A town of central Umbria, a frazione of Perugia: 43°13.4N, 12°19.7E. Altitude: 585 m. Population in 2001: 87.

[image ALT: A village, sited at the approach to a pass between a low hill on the left and a steeper, taller rock cliff on the right; it has about 12 three- and four-story buildings, including a brick church with a square belfry. It is S. Giovanni del Pantano, near Perugia, Umbria (central Italy).]

You are looking roughly E; that narrow road on the right leads thru the pass to Antognolla, Ascagnano, and eventually Pierantonio on the railroad line between Perugia and Umbertide.

San Giovanni del Pantano is small. In the photograph above we see pretty much all of it, and enough to explain the name of the village; pantano is the word for "marsh", which must often apply to the fields here when rains run down the mountain. The name goes back, however, to the early Middle Ages when it was swampier still: the clearly defined basin you see here is underlain by springs over impermeable karstic formations that prevented runoff, until finally a drainage canal was cut carrying all that water into the Caina, a nearby creek.


[image ALT: A two-story stone church with a three-story square belfry, at the foot of a low hill, next to a group of three cypresses and a pine tree. It is the church of S. Giovanni del Pantano, Umbria (central Italy).]

[ 1 page, 4 photos ]

As more often than not in small places on weekdays, in my two passes thru the area I saw only the outside of the church of S. Giovanni Battista that gives its name to the village; inscriptions, mostly.

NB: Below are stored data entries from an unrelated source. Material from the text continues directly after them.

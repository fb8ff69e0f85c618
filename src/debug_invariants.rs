//! Invariant validation hooks for groups and communicators.

use crate::mesh_error::ParMeshError;

/// Trait for validating data structure invariants.
pub trait DebugInvariants {
    /// Validate invariants and return the first error encountered.
    fn validate_invariants(&self) -> Result<(), ParMeshError>;

    /// Assert invariants in debug builds or when invariant checking is enabled.
    fn debug_assert_invariants(&self) {
        #[cfg(any(debug_assertions, feature = "check-invariants"))]
        if let Err(e) = self.validate_invariants() {
            panic!("[invariants] {e}");
        }
    }
}

/// Run a fallible check and panic on error when invariant checking is enabled.
#[macro_export]
macro_rules! debug_invariants {
    ($expr:expr, $($ctx:tt)*) => {
        #[cfg(any(debug_assertions, feature = "check-invariants"))]
        if let Err(e) = $expr {
            panic!(concat!("[invariants] ", $($ctx)*, ": {}"), e);
        }
    };
}
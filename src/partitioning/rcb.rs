//! Recursive coordinate bisection of tetra centroids.

use super::{PartId, Partitioner};
use crate::mesh_error::ParMeshError;
use crate::topology::group::Group;

#[derive(Clone, Debug, Default)]
pub struct Rcb;

fn centroid(group: &Group, t: usize) -> [f64; 3] {
    let pts = group.points();
    let mut c = [0.0; 3];
    for &v in &group.tetras()[t].v {
        for d in 0..3 {
            c[d] += 0.25 * pts[v].coords[d];
        }
    }
    c
}

fn longest_axis(centroids: &[[f64; 3]], ids: &[usize]) -> usize {
    let mut lo = [f64::INFINITY; 3];
    let mut hi = [f64::NEG_INFINITY; 3];
    for &i in ids {
        for d in 0..3 {
            lo[d] = lo[d].min(centroids[i][d]);
            hi[d] = hi[d].max(centroids[i][d]);
        }
    }
    (0..3)
        .max_by(|&a, &b| (hi[a] - lo[a]).total_cmp(&(hi[b] - lo[b])))
        .unwrap_or(0)
}

fn bisect(
    centroids: &[[f64; 3]],
    ids: &mut [usize],
    first_part: PartId,
    nparts: usize,
    out: &mut [PartId],
) {
    if nparts <= 1 || ids.len() <= 1 {
        ids.iter().for_each(|&i| out[i] = first_part);
        return;
    }
    let axis = longest_axis(centroids, ids);
    ids.sort_unstable_by(|&a, &b| {
        centroids[a][axis]
            .total_cmp(&centroids[b][axis])
            .then(a.cmp(&b))
    });
    let left_parts = nparts / 2;
    let cut = ids.len() * left_parts / nparts;
    let (left, right) = ids.split_at_mut(cut);
    bisect(centroids, left, first_part, left_parts, out);
    bisect(centroids, right, first_part + left_parts, nparts - left_parts, out);
}

impl Partitioner for Rcb {
    fn partition(&self, group: &Group, nparts: usize) -> Result<Vec<PartId>, ParMeshError> {
        if nparts == 0 {
            return Err(ParMeshError::Partition("cannot partition into 0 parts".into()));
        }
        let n = group.n_tetra();
        let centroids: Vec<[f64; 3]> = (0..n).map(|t| centroid(group, t)).collect();
        let mut ids: Vec<usize> = (0..n).collect();
        let mut out = vec![0; n];
        bisect(&centroids, &mut ids, 0, nparts, &mut out);
        Ok(out)
    }
}

#[cfg(test)]
mod tests {
    use super::*;
    use crate::algs::meshgen::box_mesh;
    use crate::partitioning::part_loads;

    #[test]
    fn splits_along_longest_axis() {
        let g = box_mesh([4, 1, 1], [4.0, 1.0, 1.0]);
        let parts = Rcb.partition(&g, 2).unwrap();
        for (t, &p) in parts.iter().enumerate() {
            let x = centroid(&g, t)[0];
            assert_eq!(p, usize::from(x > 2.0), "tetra {t} at x = {x}");
        }
    }

    #[test]
    fn odd_part_counts_balance() {
        let g = box_mesh([3, 3, 3], [1.0; 3]);
        let loads = part_loads(&Rcb.partition(&g, 3).unwrap(), 3);
        assert_eq!(loads, vec![54, 54, 54]);
    }
}
use parmesh::algs::meshgen::cube_mesh;
use parmesh::algs::split::split_with;
use parmesh::partitioning::balance::rebalance;
use parmesh::prelude::*;

#[test]
fn rebalancing_conserves_tetra() {
    let total = cube_mesh(5, 4, 3).n_tetra();
    let out = run_local_world(4, |c| {
        let mut pm = ParMesh::new(c, MemoryBudget::unlimited());
        // ranks 0 and 1 start with everything, 2 and 3 with nothing
        let halves = split_with(&cube_mesh(5, 4, 3), 2, &Rcb).unwrap();
        if let Some(g) = halves.into_iter().nth(pm.rank()) {
            pm.push_group(g).unwrap();
        }
        let cfg = ParMeshConfig::default();
        let report = rebalance(&mut pm, &cfg).unwrap();
        (pm.n_tetra(), report)
    });
    assert_eq!(out.iter().map(|(n, _)| n).sum::<usize>(), total);
    let (_, report) = &out[0];
    assert!(!report.skipped);
    assert!(report.moves > 0);
    assert!(report.imbalance_after <= ParMeshConfig::default().balance.imbalance_threshold + 0.3);
    assert!(out.iter().all(|(n, _)| *n > 0));
}

#[test]
fn balanced_ranks_are_left_alone() {
    let out = run_local_world(2, |c| {
        let mut pm = ParMesh::new(c, MemoryBudget::unlimited());
        let halves = split_with(&cube_mesh(2, 2, 2), 2, &Rcb).unwrap();
        let mine = halves.into_iter().nth(pm.rank()).unwrap();
        let before = mine.clone();
        pm.push_group(mine).unwrap();
        let report = rebalance(&mut pm, &ParMeshConfig::default()).unwrap();
        (report.skipped, pm.groups()[0] == before)
    });
    assert_eq!(out, vec![(true, true); 2]);
}

#[test]
fn disabled_balance_skips() {
    let out = run_local_world(2, |c| {
        let mut pm = ParMesh::new(c, MemoryBudget::unlimited());
        if pm.rank() == 0 {
            pm.push_group(cube_mesh(2, 2, 2)).unwrap();
        }
        let mut cfg = ParMeshConfig::default();
        cfg.balance.enabled = false;
        rebalance(&mut pm, &cfg).unwrap().skipped
    });
    assert_eq!(out, vec![true, true]);
}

[image ALT: A pit about a meter and a half deep in the woods, carpeted with dead leaves. It is bounded on the left and right by low walls of irregular stone masonry, leading to a stone structure, about the size and ship of a phone booth and entered by a pivoting stone door. It is an Etruscan tomb at Faggeto, near S. Giovanni del Pantano, Perugia province, Umbria (central Italy).]

[ 3 pages, 15 photos ]

In the forest W of town on the other hand — behind us as we look at the scene above — is an Etruscan tomb of more than usual interest, that I got a good look at.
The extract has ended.